• [Exercise] Go through the listing beneath this task and return every line that carries the string "AdjacencySeq".

• [The data]
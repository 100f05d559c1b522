//! Directed graph stored as per-vertex adjacency sequences.

use crate::types::{
    AdjacencyData, AdjacencySeq, DefaultEdgeInfo, DefaultGraphInfo, DefaultVertexInfo, GraphError,
    GraphResult, VertexId,
};

/// A directed graph with payloads on vertices, edges and the graph itself.
///
/// Vertex ids are dense: they always cover `[0, vertex_num())`. Removing a
/// vertex relabels every higher id down by one, so ids handed out earlier
/// may refer to a different vertex afterwards.
///
/// Parallel edges are allowed. Edge lookups and updates address the first
/// matching entry in the source's adjacency sequence.
#[derive(Debug, Clone, PartialEq)]
pub struct DirectedGraph<E = DefaultEdgeInfo, V = DefaultVertexInfo, G = DefaultGraphInfo> {
    /// Outgoing edges, indexed by source id, in insertion order.
    adjacency: AdjacencyData<E>,
    /// Vertex payloads, indexed by id.
    vertices: Vec<V>,
    /// Graph-level payload.
    info: G,
    /// Total number of entries across all adjacency sequences.
    edge_count: usize,
}

impl<E, V, G> DirectedGraph<E, V, G> {
    /// Create an empty graph carrying `info`.
    pub fn new(info: G) -> Self {
        Self {
            adjacency: Vec::new(),
            vertices: Vec::new(),
            info,
            edge_count: 0,
        }
    }

    /// Create a graph whose vertices carry the given payloads, in order.
    pub fn from_vertices(vertices: impl IntoIterator<Item = V>, info: G) -> Self {
        let vertices: Vec<V> = vertices.into_iter().collect();
        let adjacency = std::iter::repeat_with(Vec::new)
            .take(vertices.len())
            .collect();
        Self {
            adjacency,
            vertices,
            info,
            edge_count: 0,
        }
    }

    /// Number of vertices.
    pub fn vertex_num(&self) -> usize {
        self.vertices.len()
    }

    /// Number of edges, counting parallel edges separately.
    pub fn edge_num(&self) -> usize {
        self.edge_count
    }

    /// Whether `id` names a vertex.
    pub fn contains_vertex(&self, id: VertexId) -> bool {
        id < self.vertices.len()
    }

    /// Graph-level payload.
    pub fn graph_info(&self) -> &G {
        &self.info
    }

    /// Graph-level payload (mutable).
    pub fn graph_info_mut(&mut self) -> &mut G {
        &mut self.info
    }

    /// All vertex payloads, indexed by id.
    pub fn vertices(&self) -> &[V] {
        &self.vertices
    }

    /// Outgoing edges of `id` in stored order.
    pub fn neighbors(&self, id: VertexId) -> Option<&[(VertexId, E)]> {
        self.adjacency.get(id).map(Vec::as_slice)
    }

    /// Append a vertex and return its id.
    pub fn add_vertex(&mut self, info: V) -> VertexId {
        let id = self.vertices.len();
        self.vertices.push(info);
        self.adjacency.push(Vec::new());
        log::trace!("added vertex {}", id);
        id
    }

    /// Remove a vertex together with every edge entering or leaving it.
    ///
    /// Every vertex with a higher id is relabeled to `id - 1`, and all
    /// adjacency entries are rewritten to match. Runs in O(V + E).
    pub fn remove_vertex(&mut self, id: VertexId) -> GraphResult<V> {
        self.check_vertex(id)?;

        let outgoing = self.adjacency.remove(id);
        let removed = self.vertices.remove(id);
        let mut dropped = outgoing.len();

        for seq in &mut self.adjacency {
            let before = seq.len();
            seq.retain(|(target, _)| *target != id);
            dropped += before - seq.len();
            for (target, _) in seq.iter_mut() {
                if *target > id {
                    *target -= 1;
                }
            }
        }

        self.edge_count -= dropped;
        log::trace!("removed vertex {} and {} incident edges", id, dropped);
        Ok(removed)
    }

    /// Append a `source -> target` edge. Parallel edges are kept.
    pub fn add_edge(&mut self, source: VertexId, target: VertexId, info: E) -> GraphResult<()> {
        self.check_vertex(source)?;
        self.check_vertex(target)?;

        self.adjacency[source].push((target, info));
        self.edge_count += 1;
        log::trace!("added edge {} -> {}", source, target);
        Ok(())
    }

    /// Remove the first `source -> target` edge and return its payload.
    pub fn remove_edge(&mut self, source: VertexId, target: VertexId) -> GraphResult<E> {
        let pos = self.edge_position(source, target)?;
        let (_, info) = self.adjacency[source].remove(pos);
        self.edge_count -= 1;
        log::trace!("removed edge {} -> {}", source, target);
        Ok(info)
    }

    /// Payload of vertex `id`.
    pub fn get_vertex(&self, id: VertexId) -> Option<&V> {
        self.vertices.get(id)
    }

    /// Payload of vertex `id` (mutable).
    pub fn vertex_mut(&mut self, id: VertexId) -> Option<&mut V> {
        self.vertices.get_mut(id)
    }

    /// Overwrite the payload of vertex `id`, returning the previous one.
    pub fn put_vertex(&mut self, id: VertexId, info: V) -> GraphResult<V> {
        self.check_vertex(id)?;
        Ok(std::mem::replace(&mut self.vertices[id], info))
    }

    /// Payload of the first `source -> target` edge.
    pub fn get_edge(&self, source: VertexId, target: VertexId) -> Option<&E> {
        if !self.contains_vertex(target) {
            return None;
        }
        self.adjacency
            .get(source)?
            .iter()
            .find(|(t, _)| *t == target)
            .map(|(_, info)| info)
    }

    /// Overwrite the payload of the first `source -> target` edge.
    ///
    /// Never creates an edge; returns the previous payload.
    pub fn put_edge(&mut self, source: VertexId, target: VertexId, info: E) -> GraphResult<E> {
        let pos = self.edge_position(source, target)?;
        Ok(std::mem::replace(&mut self.adjacency[source][pos].1, info))
    }

    fn check_vertex(&self, id: VertexId) -> GraphResult<()> {
        if self.contains_vertex(id) {
            Ok(())
        } else {
            Err(GraphError::VertexOutOfRange {
                id,
                vertex_count: self.vertices.len(),
            })
        }
    }

    /// Index of the first `source -> target` entry in `source`'s sequence.
    fn edge_position(&self, source: VertexId, target: VertexId) -> GraphResult<usize> {
        self.check_vertex(source)?;
        self.check_vertex(target)?;
        self.adjacency[source]
            .iter()
            .position(|(t, _)| *t == target)
            .ok_or(GraphError::NoSuchEdge {
                from: source,
                to: target,
            })
    }
}

impl<E: Clone, V, G> DirectedGraph<E, V, G> {
    /// Snapshot of the adjacency structure. Changes to the copy never reach
    /// the graph.
    pub fn data(&self) -> AdjacencyData<E> {
        self.adjacency.clone()
    }

    /// Snapshot of one vertex's outgoing edges.
    pub fn adjacency_of(&self, id: VertexId) -> Option<AdjacencySeq<E>> {
        self.adjacency.get(id).cloned()
    }
}

impl<E, V: Default, G> DirectedGraph<E, V, G> {
    /// Create a graph with `vertex_count` default-payload vertices and no edges.
    pub fn with_vertices(vertex_count: usize, info: G) -> Self {
        Self::from_vertices(std::iter::repeat_with(V::default).take(vertex_count), info)
    }
}

impl<E, V: Clone + Default, G> DirectedGraph<E, V, G> {
    /// `(found, payload)` for vertex `id`, with a default payload when absent.
    pub fn vertex_or_default(&self, id: VertexId) -> (bool, V) {
        match self.get_vertex(id) {
            Some(info) => (true, info.clone()),
            None => (false, V::default()),
        }
    }
}

impl<E: Clone + Default, V, G> DirectedGraph<E, V, G> {
    /// `(found, payload)` for the first `source -> target` edge, with a
    /// default payload when absent.
    pub fn edge_or_default(&self, source: VertexId, target: VertexId) -> (bool, E) {
        match self.get_edge(source, target) {
            Some(info) => (true, info.clone()),
            None => (false, E::default()),
        }
    }
}

impl<E, V, G: Default> Default for DirectedGraph<E, V, G> {
    fn default() -> Self {
        Self::new(G::default())
    }
}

• [Task output]
    AdjacencyData, AdjacencySeq, DefaultEdgeInfo, DefaultGraphInfo, DefaultVertexInfo, GraphError,
    pub fn adjacency_of(&self, id: VertexId) -> Option<AdjacencySeq<E>> {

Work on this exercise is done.